//! Signed limit orders.
//!
//! ## Identity
//!
//! An [`Order`] is content-addressed: its hash (see [`crate::auth`]) is a
//! pure function of every field below. Typed fields (`AmountGetter`,
//! `Permit`, `Interaction`) have exactly one byte encoding, and
//! [`Order::from_message`] rejects signed bytes that would not re-encode to
//! themselves, so decoding never changes an order's identity.
//!
//! ## Example
//!
//! ```
//! use alloy::primitives::{address, U256};
//! use limit_order_protocol::types::Order;
//!
//! let order = Order::new(
//!     U256::from(1),                                              // salt
//!     address!("0x00000000000000000000000000000000000000a0"),     // maker asset
//!     address!("0x00000000000000000000000000000000000000b0"),     // taker asset
//!     address!("0x00000000000000000000000000000000000000c0"),     // maker
//!     U256::from(100),                                            // making amount
//!     U256::from(250),                                            // taking amount
//! )
//! .unwrap();
//!
//! assert_eq!(order.receiver_or_maker(), order.maker);
//! assert!(order.allows(address!("0x00000000000000000000000000000000000000d0")));
//! ```

use alloy::primitives::{Address, Bytes, U256};

use crate::abi;
use crate::error::OrderError;
use crate::types::getter::{AmountGetter, GetterKind};
use crate::types::interaction::Interaction;
use crate::types::permit::Permit;

// ============================================================================
// Order struct
// ============================================================================

/// A maker's signed intent to swap `making_amount` of `maker_asset` for
/// `taking_amount` of `taker_asset`.
#[derive(Debug, Clone, PartialEq, Eq)]
pub struct Order {
    /// Arbitrary disambiguator
    pub salt: U256,

    /// Asset the maker gives
    pub maker_asset: Address,

    /// Asset the maker receives
    pub taker_asset: Address,

    /// Authorizing account
    pub maker: Address,

    /// Receives the taker asset; zero means the maker
    pub receiver: Address,

    /// Zero means any taker; otherwise the only account allowed to fill
    pub allowed_sender: Address,

    /// Total maker asset on offer
    pub making_amount: U256,

    /// Total taker asset requested
    pub taking_amount: U256,

    /// Transfer data for the maker asset; empty means a standard transfer
    pub maker_asset_data: Bytes,

    /// Transfer data for the taker asset; empty means a standard transfer
    pub taker_asset_data: Bytes,

    /// Making amount derived from a taking amount
    pub get_making_amount: AmountGetter,

    /// Taking amount derived from a making amount
    pub get_taking_amount: AmountGetter,

    /// Encoded predicate (see [`crate::predicate`]); empty means none
    pub predicate: Bytes,

    /// Maker permit for `maker_asset`, executed on the first fill
    pub permit: Option<Permit>,

    /// Post-fill callback
    pub interaction: Option<Interaction>,
}

impl Order {
    /// Create a public order with linear pricing and no conditions.
    ///
    /// # Errors
    ///
    /// Either amount is zero.
    pub fn new(
        salt: U256,
        maker_asset: Address,
        taker_asset: Address,
        maker: Address,
        making_amount: U256,
        taking_amount: U256,
    ) -> Result<Self, OrderError> {
        let order = Self {
            salt,
            maker_asset,
            taker_asset,
            maker,
            receiver: Address::ZERO,
            allowed_sender: Address::ZERO,
            making_amount,
            taking_amount,
            maker_asset_data: Bytes::new(),
            taker_asset_data: Bytes::new(),
            get_making_amount: AmountGetter::Linear,
            get_taking_amount: AmountGetter::Linear,
            predicate: Bytes::new(),
            permit: None,
            interaction: None,
        };
        order.validate()?;
        Ok(order)
    }

    // ========================================================================
    // Builder-style setters
    // ========================================================================

    #[must_use]
    pub fn with_receiver(mut self, receiver: Address) -> Self {
        self.receiver = receiver;
        self
    }

    #[must_use]
    pub fn with_allowed_sender(mut self, sender: Address) -> Self {
        self.allowed_sender = sender;
        self
    }

    #[must_use]
    pub fn with_maker_asset_data(mut self, data: impl Into<Bytes>) -> Self {
        self.maker_asset_data = data.into();
        self
    }

    #[must_use]
    pub fn with_taker_asset_data(mut self, data: impl Into<Bytes>) -> Self {
        self.taker_asset_data = data.into();
        self
    }

    #[must_use]
    pub fn with_getters(mut self, making: AmountGetter, taking: AmountGetter) -> Self {
        self.get_making_amount = making;
        self.get_taking_amount = taking;
        self
    }

    /// Reject any fill that is not for the full declared size.
    #[must_use]
    pub fn without_partial_fills(self) -> Self {
        self.with_getters(AmountGetter::Disabled, AmountGetter::Disabled)
    }

    #[must_use]
    pub fn with_predicate(mut self, predicate: impl Into<Bytes>) -> Self {
        self.predicate = predicate.into();
        self
    }

    #[must_use]
    pub fn with_permit(mut self, permit: Permit) -> Self {
        self.permit = Some(permit);
        self
    }

    #[must_use]
    pub fn with_interaction(mut self, interaction: Interaction) -> Self {
        self.interaction = Some(interaction);
        self
    }

    // ========================================================================
    // Accessors
    // ========================================================================

    /// Check the size invariant.
    pub fn validate(&self) -> Result<(), OrderError> {
        if self.making_amount.is_zero() {
            return Err(OrderError::ZeroMakingAmount);
        }
        if self.taking_amount.is_zero() {
            return Err(OrderError::ZeroTakingAmount);
        }
        Ok(())
    }

    /// Account that receives the taker asset.
    #[inline]
    pub fn receiver_or_maker(&self) -> Address {
        if self.receiver.is_zero() {
            self.maker
        } else {
            self.receiver
        }
    }

    /// Whether `sender` may fill this order.
    #[inline]
    pub fn allows(&self, sender: Address) -> bool {
        self.allowed_sender.is_zero() || self.allowed_sender == sender
    }

    #[inline]
    pub fn has_predicate(&self) -> bool {
        !self.predicate.is_empty()
    }

    // ========================================================================
    // Wire conversion
    // ========================================================================

    /// The EIP-712 message signed by the maker.
    pub fn to_message(&self) -> abi::Order {
        abi::Order {
            salt: self.salt,
            makerAsset: self.maker_asset,
            takerAsset: self.taker_asset,
            maker: self.maker,
            receiver: self.receiver,
            allowedSender: self.allowed_sender,
            makingAmount: self.making_amount,
            takingAmount: self.taking_amount,
            makerAssetData: self.maker_asset_data.clone(),
            takerAssetData: self.taker_asset_data.clone(),
            getMakingAmount: self.get_making_amount.encode(GetterKind::Making),
            getTakingAmount: self.get_taking_amount.encode(GetterKind::Taking),
            predicate: self.predicate.clone(),
            permit: self.permit.as_ref().map(Permit::encode).unwrap_or_default(),
            interaction: self
                .interaction
                .as_ref()
                .map(Interaction::encode)
                .unwrap_or_default(),
        }
    }

    /// Decode a signed message.
    ///
    /// # Errors
    ///
    /// Zero amounts, undecodable fields, or fields whose canonical
    /// re-encoding differs from the signed bytes.
    pub fn from_message(message: &abi::Order) -> Result<Self, OrderError> {
        let get_making_amount = AmountGetter::decode(GetterKind::Making, &message.getMakingAmount)?;
        let get_taking_amount = AmountGetter::decode(GetterKind::Taking, &message.getTakingAmount)?;
        let permit = Permit::decode_field(&message.permit)?;
        let interaction = Interaction::decode(&message.interaction)?;

        let order = Self {
            salt: message.salt,
            maker_asset: message.makerAsset,
            taker_asset: message.takerAsset,
            maker: message.maker,
            receiver: message.receiver,
            allowed_sender: message.allowedSender,
            making_amount: message.makingAmount,
            taking_amount: message.takingAmount,
            maker_asset_data: message.makerAssetData.clone(),
            taker_asset_data: message.takerAssetData.clone(),
            get_making_amount,
            get_taking_amount,
            predicate: message.predicate.clone(),
            permit,
            interaction,
        };
        order.validate()?;

        if let Some(permit) = &order.permit {
            if permit.encode() != message.permit {
                return Err(OrderError::NonCanonical { field: "permit" });
            }
        }
        Ok(order)
    }
}

// ============================================================================
// Unit Tests
// ============================================================================
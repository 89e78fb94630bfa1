//! Order predicates.
//!
//! A predicate is a boolean expression over chain state that must hold for
//! an order to be fillable. On the wire it is a call fragment: a 4-byte
//! selector followed by ABI arguments (see [`crate::abi::IPredicates`]).
//! The buffer is decoded once into a [`Predicate`] tree and evaluated by
//! [`PredicateEvaluator`].
//!
//! ## Primitives
//!
//! | Node | Result word |
//! |------|-------------|
//! | `and` / `or` | 1 iff all / any operand is 1 (short-circuit) |
//! | `eq` / `lt` / `gt` | 1 iff the operand's word is `==` / `<` / `>` the value |
//! | `timestampBelow` | 1 iff the host clock is below the bound |
//! | `nonceEquals` | 1 iff the account's nonce matches |
//! | `arbitraryStaticCall` | first word returned by a read-only call |
//! | self call | `nonce(address)` / `remaining(bytes32)` on the protocol |
//!
//! ## Example
//!
//! ```
//! use alloy::primitives::{address, U256};
//! use limit_order_protocol::predicate::Predicate;
//!
//! let maker = address!("0x00000000000000000000000000000000000000c0");
//! let predicate = Predicate::and(vec![
//!     Predicate::timestamp_below(1_700_000_000),
//!     Predicate::nonce_equals(maker, U256::ZERO),
//! ]);
//!
//! let bytes = predicate.encode().unwrap();
//! assert_eq!(Predicate::decode(&bytes).unwrap(), predicate);
//! ```

mod codec;
mod eval;
mod expr;

pub use eval::PredicateEvaluator;
pub use expr::Predicate;

/// Deepest nesting a predicate buffer may have.
pub const MAX_PREDICATE_DEPTH: usize = 16;

/// Most operands an `and` / `or` node can carry (eight 32-bit offsets).
pub const MAX_OPERANDS: usize = 8;
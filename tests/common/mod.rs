//! Shared fixture for the integration tests.

#![allow(dead_code)]

use alloy::primitives::{address, Address, Bytes, B256, U256};
use alloy::signers::local::PrivateKeySigner;

use limit_order_protocol::{FillResult, LimitOrderProtocol, MemoryHost, Order, ProtocolConfig, ProtocolResult};

// ============================================================================
// CONSTANTS
// ============================================================================

pub const CHAIN_ID: u64 = 31_337;
pub const PROTOCOL: Address = address!("0x1111111111111111111111111111111111111111");
pub const WETH: Address = address!("0x00000000000000000000000000000000000000a0");
pub const DAI: Address = address!("0x00000000000000000000000000000000000000b0");
pub const ITEMS: Address = address!("0x00000000000000000000000000000000000000e1");
pub const TAKER: Address = address!("0x00000000000000000000000000000000000000d0");
pub const OTHER: Address = address!("0x00000000000000000000000000000000000000d1");
pub const START_TIME: u64 = 1_700_000_000;
pub const FUNDS: u64 = 1_000_000;

pub fn key(byte: u8) -> PrivateKeySigner {
    PrivateKeySigner::from_bytes(&B256::repeat_byte(byte)).expect("valid key")
}

pub fn u(v: u64) -> U256 {
    U256::from(v)
}

// ============================================================================
// FIXTURE
// ============================================================================

/// Protocol, host and a funded maker / two funded takers.
pub struct Fixture {
    pub protocol: LimitOrderProtocol,
    pub host: MemoryHost,
    pub maker: PrivateKeySigner,
}

impl Fixture {
    pub fn new() -> Self {
        let maker = key(0x01);
        let mut host = MemoryHost::new(CHAIN_ID, START_TIME);
        host.deploy_token(WETH, "Wrapped Ether");
        host.deploy_token(DAI, "Dai Stablecoin");

        host.mint(WETH, maker.address(), u(FUNDS));
        host.approve(WETH, maker.address(), PROTOCOL, U256::MAX);
        for taker in [TAKER, OTHER] {
            host.mint(DAI, taker, u(FUNDS));
            host.approve(DAI, taker, PROTOCOL, U256::MAX);
        }

        Self {
            protocol: LimitOrderProtocol::new(ProtocolConfig::new(CHAIN_ID, PROTOCOL)),
            host,
            maker,
        }
    }

    /// WETH-for-DAI order from the fixture maker.
    pub fn order(&self, making: u64, taking: u64) -> Order {
        Order::new(u(1), WETH, DAI, self.maker.address(), u(making), u(taking)).expect("valid order")
    }

    pub fn sign(&self, order: &Order) -> Bytes {
        self.protocol
            .authorization()
            .sign(order, &self.maker)
            .expect("signing succeeds")
    }

    /// Fill as `TAKER` with a threshold that accepts any price and no
    /// interaction data.
    pub fn fill(&mut self, order: &Order, signature: &[u8], making: u64, taking: u64) -> ProtocolResult<FillResult> {
        self.fill_as(TAKER, order, signature, making, taking)
    }

    pub fn fill_as(
        &mut self,
        caller: Address,
        order: &Order,
        signature: &[u8],
        making: u64,
        taking: u64,
    ) -> ProtocolResult<FillResult> {
        let threshold = if making == 0 { U256::ZERO } else { U256::MAX };
        self.protocol.fill_order(
            &mut self.host,
            caller,
            order,
            signature,
            Bytes::new(),
            u(making),
            u(taking),
            threshold,
        )
    }

    pub fn balance(&self, asset: Address, holder: Address) -> U256 {
        self.host.balance_of(asset, holder)
    }
}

**TASK DESCRIPTION**
In the listing above, find each line with the word "WETH" and copy it.

**SOLVED PROBLEM**
pub const WETH: Address = address!("0x00000000000000000000000000000000000000a0");
        host.deploy_token(WETH, "Wrapped Ether");
        host.mint(WETH, maker.address(), u(FUNDS));
        host.approve(WETH, maker.address(), PROTOCOL, U256::MAX);
    /// WETH-for-DAI order from the fixture maker.
        Order::new(u(1), WETH, DAI, self.maker.address(), u(making), u(taking)).expect("valid order")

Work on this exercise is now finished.